Thursday, December 13, 2012

A Winter of Discontent

Today marks the 150th anniversary of the Battle of Fredericksburg, one of the great Union disasters of the Civil War.  Already this morning I've found some great content and reflection, from John Hennessy, Kristopher D. White, and Kevin Levin.

In Gettysburg Pennsylvania, the news of the terrible slaughter at Fredericksburg filtered in over the days and weeks following the 13th. In December of 1862, Gettysburg was a town with deep partisan divides coming off a closely fought election season. As such, the citizens of Gettysburg received their news through partisan filters - the Democratic views receiving expression in the Gettysburg Compiler, and the Republican views represented by the Star & Banner and the Adams Sentinel.

On December 16, the Sentinel published the first incomplete accounts of the engagement. By the following week, the full story was known. The news came at a low point in the Union war effort. At the start of the summer of 1862, victory seemed imminent for federal arms, with armies making progress in the west and the Army of the Potomac inching to within miles of Richmond. In the intervening six months, the war had been turned on its head. That fall had seen Rebel armies take the offensive. Though these movements were repulsed, northerners realized that they would end 1862 no closer to victory than they had began it. Republicans suffered badly in the mid-term elections that fall.

News of the one-sided defeat at Fredericksburg just as the year was coming to a close seemed to underline the failings of the year. The Compiler responded to the disaster on December 22nd:

THE NATION MOURNS
Under this caption, the Patriot & Union says:--The contending emotions of sorrow and anger fill the breasts of the Nation to-day. Our armies before Fredericksburg have been compelled to fall back; and while we are still in the dark as to the actual loss they sustained in the worse than useless encounter into which they have been precipitated; while anxiety is wide spread in every heart and anguish wrings the bosoms of the friends of the gallant slain; while every patriot mourns the loss, and every honest man blushes with shame at the new repulse; while the clouds gather and the future looks black with forebodings; while there is horror enough, God knows, for all of us--anger, deep, resolute and overwhelming, is knitting the sinews and stirring up the blood of an earnest, outraged people.

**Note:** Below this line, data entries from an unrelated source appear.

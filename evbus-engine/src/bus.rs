//! 事件总线（EventBus）协议
//!
//! 定义事件发布与订阅的统一抽象。发布侧与消费侧分别面向
//! [`EventSink`] 与 [`EventSource`]，二者的组合即 [`EventBus`]。
//! 任何满足同一契约的传输实现（内存队列、外部消息系统等）
//! 都可以替换接入，处理器无需感知。

use crate::error::EngineResult;
use async_trait::async_trait;
use evbus_core::Context;
use futures_core::stream::BoxStream;

/// 事件写入端：接收序列化后的事件字节
#[async_trait]
pub trait EventSink: Send + Sync {
    /// 发布一条事件字节
    ///
    /// 缓冲区满时阻塞等待，直到入队成功、总线关闭或上下文取消。
    async fn publish(&self, ctx: &Context, bytes: Vec<u8>) -> EngineResult<()>;
}

/// 事件读取端：暴露可观察的事件字节流
#[async_trait]
pub trait EventSource: Send + Sync {
    /// 返回一个 `'static` 生命周期的事件流，便于在 tokio::spawn 中使用
    ///
    /// 同一总线上所有流共享同一个读取位点：每条事件只会被
    /// 其中一个消费者取走；总线关闭且缓冲排空后流结束。
    async fn events(&self) -> BoxStream<'static, Vec<u8>>;
}

/// 完整总线：可写可读
pub trait EventBus: EventSink + EventSource {}

impl<T: EventSink + EventSource> EventBus for T {}
//! 处理器调用的恐慌隔离
//!
//! 在每次处理器调用处安装 catch-unwind 边界：恐慌被捕获并转换为
//! 普通错误，消息中携带恐慌载荷与捕获点的栈快照；工作协程与进程
//! 继续运行。

use futures_util::FutureExt;
use std::any::Any;
use std::backtrace::Backtrace;
use std::future::Future;
use std::panic::AssertUnwindSafe;

/// 以恐慌安全的方式执行一次处理器调用
///
/// 返回值：
/// - 处理器正常返回时原样传出；
/// - 处理器恐慌时转换为 `Err`，不向上传播恐慌。
pub async fn invoke_safely<F>(fut: F) -> anyhow::Result<()>
where
    F: Future<Output = anyhow::Result<()>>,
{
    match AssertUnwindSafe(fut).catch_unwind().await {
        Ok(result) => result,
        Err(panic) => {
            let backtrace = Backtrace::force_capture();
            Err(anyhow::anyhow!(
                "handler panicked: {}\nstack backtrace:\n{backtrace}",
                panic_message(panic.as_ref())
            ))
        }
    }
}

fn panic_message(panic: &(dyn Any + Send)) -> String {
    if let Some(s) = panic.downcast_ref::<&str>() {
        (*s).to_string()
    } else if let Some(s) = panic.downcast_ref::<String>() {
        s.clone()
    } else {
        "unknown panic payload".to_string()
    }
}
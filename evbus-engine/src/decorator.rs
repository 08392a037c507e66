//! 处理器装饰器（Decorator）
//!
//! 重试、指数退避、超时三种可组合的包装器。组合方向：
//! [`apply`] 按给定顺序套叠，列表中的第一个装饰器是最外层——
//! `apply(h, [d1, d2, d3])` 的进入顺序为 `d1, d2, d3, h`，
//! 退出顺序为 `h, d3, d2, d1`。

use crate::error::EngineError;
use crate::handler::{EventHandler, RawPayload};
use async_trait::async_trait;
use evbus_core::Context;
use std::sync::Arc;
use std::time::Duration;

/// 装饰器：包装一个处理器并返回新处理器
pub type Decorator = Arc<dyn Fn(Arc<dyn EventHandler>) -> Arc<dyn EventHandler> + Send + Sync>;

/// 按给定顺序套叠装饰器，第一个为最外层
pub fn apply(handler: Arc<dyn EventHandler>, decorators: &[Decorator]) -> Arc<dyn EventHandler> {
    decorators
        .iter()
        .rev()
        .fold(handler, |inner, decorate| decorate(inner))
}

/// 重试装饰器：最多调用内层处理器 `times + 1` 次
///
/// 首次成功即返回；重试耗尽后返回包装错误，消息中含
/// `failed after N retries`；两次尝试之间若上下文已取消，
/// 立即返回取消错误而不再尝试。
pub fn retry(times: usize) -> Decorator {
    Arc::new(move |inner| Arc::new(RetryHandler { inner, times }))
}

struct RetryHandler {
    inner: Arc<dyn EventHandler>,
    times: usize,
}

#[async_trait]
impl EventHandler for RetryHandler {
    fn name(&self) -> &str {
        self.inner.name()
    }

    async fn handle(&self, ctx: &Context, payload: &RawPayload) -> anyhow::Result<()> {
        let mut last_err = None;

        for attempt in 0..=self.times {
            if attempt > 0 && ctx.is_cancelled() {
                return Err(EngineError::canceled().into());
            }

            match self.inner.handle(ctx, payload).await {
                Ok(()) => return Ok(()),
                Err(err) => last_err = Some(err),
            }
        }

        last_err.map_or(Ok(()), |err| {
            Err(err.context(format!("handler failed after {} retries", self.times)))
        })
    }
}

/// 退避装饰器：重试之间按倍增延迟休眠，封顶 `max`
///
/// 休眠可被上下文取消打断，打断后立即返回取消错误。
pub fn backoff(times: usize, initial: Duration, max: Duration) -> Decorator {
    Arc::new(move |inner| {
        Arc::new(BackoffHandler {
            inner,
            times,
            initial,
            max,
        })
    })
}

struct BackoffHandler {
    inner: Arc<dyn EventHandler>,
    times: usize,
    initial: Duration,
    max: Duration,
}

#[async_trait]
impl EventHandler for BackoffHandler {
    fn name(&self) -> &str {
        self.inner.name()
    }

    async fn handle(&self, ctx: &Context, payload: &RawPayload) -> anyhow::Result<()> {
        let mut last_err = None;
        let mut delay = self.initial;

        for attempt in 0..=self.times {
            if attempt > 0 {
                tokio::select! {
                    _ = tokio::time::sleep(delay) => {}
                    _ = ctx.cancelled() => return Err(EngineError::canceled().into()),
                }
                delay = (delay * 2).min(self.max);
            }

            match self.inner.handle(ctx, payload).await {
                Ok(()) => return Ok(()),
                Err(err) => last_err = Some(err),
            }
        }

        last_err.map_or(Ok(()), |err| {
            Err(err.context(format!("handler failed after {} retries", self.times)))
        })
    }
}

/// 超时装饰器：内层处理器在自动取消的子上下文中执行
///
/// 超过 `duration` 后返回超时错误并取消子上下文；不强行终止
/// 仍在运行的处理器，期待其自行观察上下文退出。
pub fn timeout(duration: Duration) -> Decorator {
    Arc::new(move |inner| Arc::new(TimeoutHandler { inner, duration }))
}

struct TimeoutHandler {
    inner: Arc<dyn EventHandler>,
    duration: Duration,
}

#[async_trait]
impl EventHandler for TimeoutHandler {
    fn name(&self) -> &str {
        self.inner.name()
    }

    async fn handle(&self, ctx: &Context, payload: &RawPayload) -> anyhow::Result<()> {
        let child = ctx.child();
        let task = {
            let inner = self.inner.clone();
            let ctx = child.clone();
            let payload = payload.clone();
            tokio::spawn(async move { inner.handle(&ctx, &payload).await })
        };

        match tokio::time::timeout(self.duration, task).await {
            Ok(joined) => joined.map_err(|err| anyhow::anyhow!("handler task failed: {err}"))?,
            Err(elapsed) => {
                child.cancel();
                Err(anyhow::Error::new(elapsed)
                    .context(format!("handler timeout after {:?}", self.duration)))
            }
        }
    }
}

#[cfg(test)]
mod tests {
    use super::*;
    use crate::handler::handler_fn;
    use evbus_core::EventPayload;
    use evbus_core::error::{ErrorKind, codes};
    use serde::{Deserialize, Serialize};
    use std::sync::Mutex;
    use std::sync::atomic::{AtomicUsize, Ordering};

    #[derive(Clone, Serialize, Deserialize)]
    struct Ping;

    impl EventPayload for Ping {}

    fn flaky(fail_first: usize) -> (Arc<dyn EventHandler>, Arc<AtomicUsize>) {
        let attempts = Arc::new(AtomicUsize::new(0));
        let handler = {
            let attempts = attempts.clone();
            handler_fn(move |_ctx, _payload: Ping| {
                let attempts = attempts.clone();
                async move {
                    let n = attempts.fetch_add(1, Ordering::SeqCst);
                    if n < fail_first {
                        Err(anyhow::anyhow!("attempt {n} failed"))
                    } else {
                        Ok(())
                    }
                }
            })
        };
        (Arc::new(handler), attempts)
    }

    #[tokio::test]
    async fn retry_succeeds_after_failures() {
        let (inner, attempts) = flaky(2);
        let handler = retry(3)(inner);

        handler
            .handle(&Context::new(), &RawPayload::typed(Ping))
            .await
            .unwrap();
        assert_eq!(attempts.load(Ordering::SeqCst), 3);
    }

    #[tokio::test]
    async fn retry_zero_means_single_attempt() {
        let (inner, attempts) = flaky(usize::MAX);
        let handler = retry(0)(inner);

        let err = handler
            .handle(&Context::new(), &RawPayload::typed(Ping))
            .await
            .unwrap_err();
        assert_eq!(attempts.load(Ordering::SeqCst), 1);
        assert!(err.to_string().contains("failed after 0 retries"));
    }

    #[tokio::test]
    async fn retry_exhaustion_wraps_last_error() {
        let (inner, attempts) = flaky(usize::MAX);
        let handler = retry(2)(inner);

        let err = handler
            .handle(&Context::new(), &RawPayload::typed(Ping))
            .await
            .unwrap_err();
        assert_eq!(attempts.load(Ordering::SeqCst), 3);
        assert!(err.to_string().contains("failed after 2 retries"));
        assert!(format!("{err:#}").contains("attempt 2 failed"));
    }

    #[tokio::test]
    async fn retry_stops_on_cancelled_context() {
        let (inner, attempts) = flaky(usize::MAX);
        let handler = retry(5)(inner);

        let ctx = Context::new();
        ctx.cancel();
        let err = handler
            .handle(&ctx, &RawPayload::typed(Ping))
            .await
            .unwrap_err();

        // 第一次尝试照常执行，取消在重试间隙生效
        assert_eq!(attempts.load(Ordering::SeqCst), 1);
        let engine = err.downcast_ref::<EngineError>().unwrap();
        assert!(engine.matches(ErrorKind::Canceled, codes::CONTEXT_CANCELED));
    }

    #[tokio::test]
    async fn backoff_sleeps_between_attempts() {
        let (inner, attempts) = flaky(2);
        let handler = backoff(3, Duration::from_millis(10), Duration::from_millis(40))(inner);

        let started = std::time::Instant::now();
        handler
            .handle(&Context::new(), &RawPayload::typed(Ping))
            .await
            .unwrap();

        assert_eq!(attempts.load(Ordering::SeqCst), 3);
        // 两次休眠：10ms + 20ms
        assert!(started.elapsed() >= Duration::from_millis(30));
    }

    #[tokio::test]
    async fn backoff_sleep_is_interrupted_by_cancellation() {
        let (inner, attempts) = flaky(usize::MAX);
        let handler = backoff(5, Duration::from_secs(60), Duration::from_secs(60))(inner);

        let ctx = Context::new();
        let task = {
            let ctx = ctx.clone();
            tokio::spawn(async move { handler.handle(&ctx, &RawPayload::typed(Ping)).await })
        };

        tokio::time::sleep(Duration::from_millis(50)).await;
        ctx.cancel();

        let err = tokio::time::timeout(Duration::from_secs(1), task)
            .await
            .unwrap()
            .unwrap()
            .unwrap_err();

        assert_eq!(attempts.load(Ordering::SeqCst), 1);
        let engine = err.downcast_ref::<EngineError>().unwrap();
        assert!(engine.matches(ErrorKind::Canceled, codes::CONTEXT_CANCELED));
    }

    #[tokio::test]
    async fn timeout_expires_for_slow_handler() {
        let inner: Arc<dyn EventHandler> = Arc::new(handler_fn(|ctx: Context, _payload: Ping| {
            async move {
                tokio::select! {
                    _ = tokio::time::sleep(Duration::from_secs(60)) => Ok(()),
                    _ = ctx.cancelled() => Err(anyhow::anyhow!("observed cancellation")),
                }
            }
        }));
        let handler = timeout(Duration::from_millis(50))(inner);

        let err = handler
            .handle(&Context::new(), &RawPayload::typed(Ping))
            .await
            .unwrap_err();
        assert!(err.to_string().contains("handler timeout"));
    }

    #[tokio::test]
    async fn timeout_passes_fast_handler_through() {
        let (inner, attempts) = flaky(0);
        let handler = timeout(Duration::from_secs(5))(inner);

        handler
            .handle(&Context::new(), &RawPayload::typed(Ping))
            .await
            .unwrap();
        assert_eq!(attempts.load(Ordering::SeqCst), 1);
    }

    #[tokio::test]
    async fn apply_puts_first_decorator_outermost() {
        let trace: Arc<Mutex<Vec<&'static str>>> = Arc::new(Mutex::new(Vec::new()));

        fn tracing_decorator(label: &'static str, trace: Arc<Mutex<Vec<&'static str>>>) -> Decorator {
            Arc::new(move |inner| {
                Arc::new(TraceHandler {
                    label,
                    trace: trace.clone(),
                    inner,
                })
            })
        }

        struct TraceHandler {
            label: &'static str,
            trace: Arc<Mutex<Vec<&'static str>>>,
            inner: Arc<dyn EventHandler>,
        }

        #[async_trait]
        impl EventHandler for TraceHandler {
            fn name(&self) -> &str {
                self.inner.name()
            }

            async fn handle(&self, ctx: &Context, payload: &RawPayload) -> anyhow::Result<()> {
                self.trace.lock().unwrap().push(self.label);
                let result = self.inner.handle(ctx, payload).await;
                self.trace.lock().unwrap().push(self.label);
                result
            }
        }

        let base: Arc<dyn EventHandler> = {
            let trace = trace.clone();
            Arc::new(handler_fn(move |_ctx, _payload: Ping| {
                let trace = trace.clone();
                async move {
                    trace.lock().unwrap().push("h");
                    Ok(())
                }
            }))
        };

        let decorated = apply(
            base,
            &[
                tracing_decorator("d1", trace.clone()),
                tracing_decorator("d2", trace.clone()),
                tracing_decorator("d3", trace.clone()),
            ],
        );

        decorated
            .handle(&Context::new(), &RawPayload::typed(Ping))
            .await
            .unwrap();

        assert_eq!(
            trace.lock().unwrap().as_slice(),
            &["d1", "d2", "d3", "h", "d3", "d2", "d1"]
        );
    }

    #[tokio::test]
    async fn decorators_preserve_handler_name() {
        let inner: Arc<dyn EventHandler> =
            Arc::new(handler_fn(|_ctx, _payload: Ping| async { Ok(()) }));
        let decorated = apply(
            inner,
            &[
                retry(1),
                backoff(1, Duration::from_millis(1), Duration::from_millis(2)),
                timeout(Duration::from_secs(1)),
            ],
        );
        assert_eq!(decorated.name(), "Ping");
    }
}
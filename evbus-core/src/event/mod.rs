//! 事件模型（event）
//!
//! 定义事件信封（`Event`）、载荷能力边界（`EventPayload`）与
//! 名称推导工具（`short_type_name`）。

mod payload;
mod record;

pub use payload::{EventPayload, short_type_name};
pub use record::Event;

Failure upon failure, millions upon millions, hundreds of thousands of precious lives, disaster, labor, carnage, sacrifice--and will not these suffice?

What more of blood and ruin will the insatiate passion have? How long shall we stand dumb and silent, and submit? How long shall we suffer? Have we not drank the bitter cup of madness to the dregs?

There is not mere momentary passion in the thought. The gathering rage which swells the honest indignation of the land from east to west, like the deep heaving of the troubled sea, is a precursor of the approaching storm, which, if it shall ever come up on us in its fell fury, will sweep before it the curse of the nation's danger and agony, as the rushing tornado sweeps the forest and the fields in its mad, resistless career.

We have no heart to write more on the subject of that ill-judged and murderous conflict, forced upon a reluctant General by the peremptory commands of his superiors--a conflict in which, it is said, our loss will fall little short of 20,000, in killed, wounded and missing, ending in disastrous defeat, and the retreat of the army across the river to its original position near Falmouth--a position which should never have been taken, or, if taken, never left to attack the impregnable position of the enemy in front.
To close out the year, the Sentinel tried to put a more positive spin on the dismal news on December 30:
Gen. Burnside, in his preliminary report of the battle of Fredericksburg, assumes the entire responsibility for that unsuccessful movement, and states the reasons that induced him to cross the river at that point and attack the Rebels in front. The delay in the construction of pontoon bridges caused by the enemy's sharpshooters, and the subsequent fog, disarranged his plans and enabled the Rebels to concentrate their forces. As it was, the army came very near carrying the crest in the rear of the town. Failing, however, in this, the army remained for two days in line of battle, when finding that the enemy would not come out to attack, the river was re-crossed, and our troops withdrew without loss of men or property, and "marched to their positions as if going on parade--not the least demoralization or disorganization existing." The condition and spirits of the army is excellent. Gen. Burnside's despatch is frank and soldierly in the extreme, neither seeking to avoid responsibility for his course or to cast blame upon others. Of the extreme gallantry, courage and endurance of the troops, and of the good conduct of the officers, he speaks in most exalted terms.
 As the citizens of Gettysburg prepared for a long winter, and a long war, no Democrat or Republican in the town could have predicted how the new year would change their lives forever.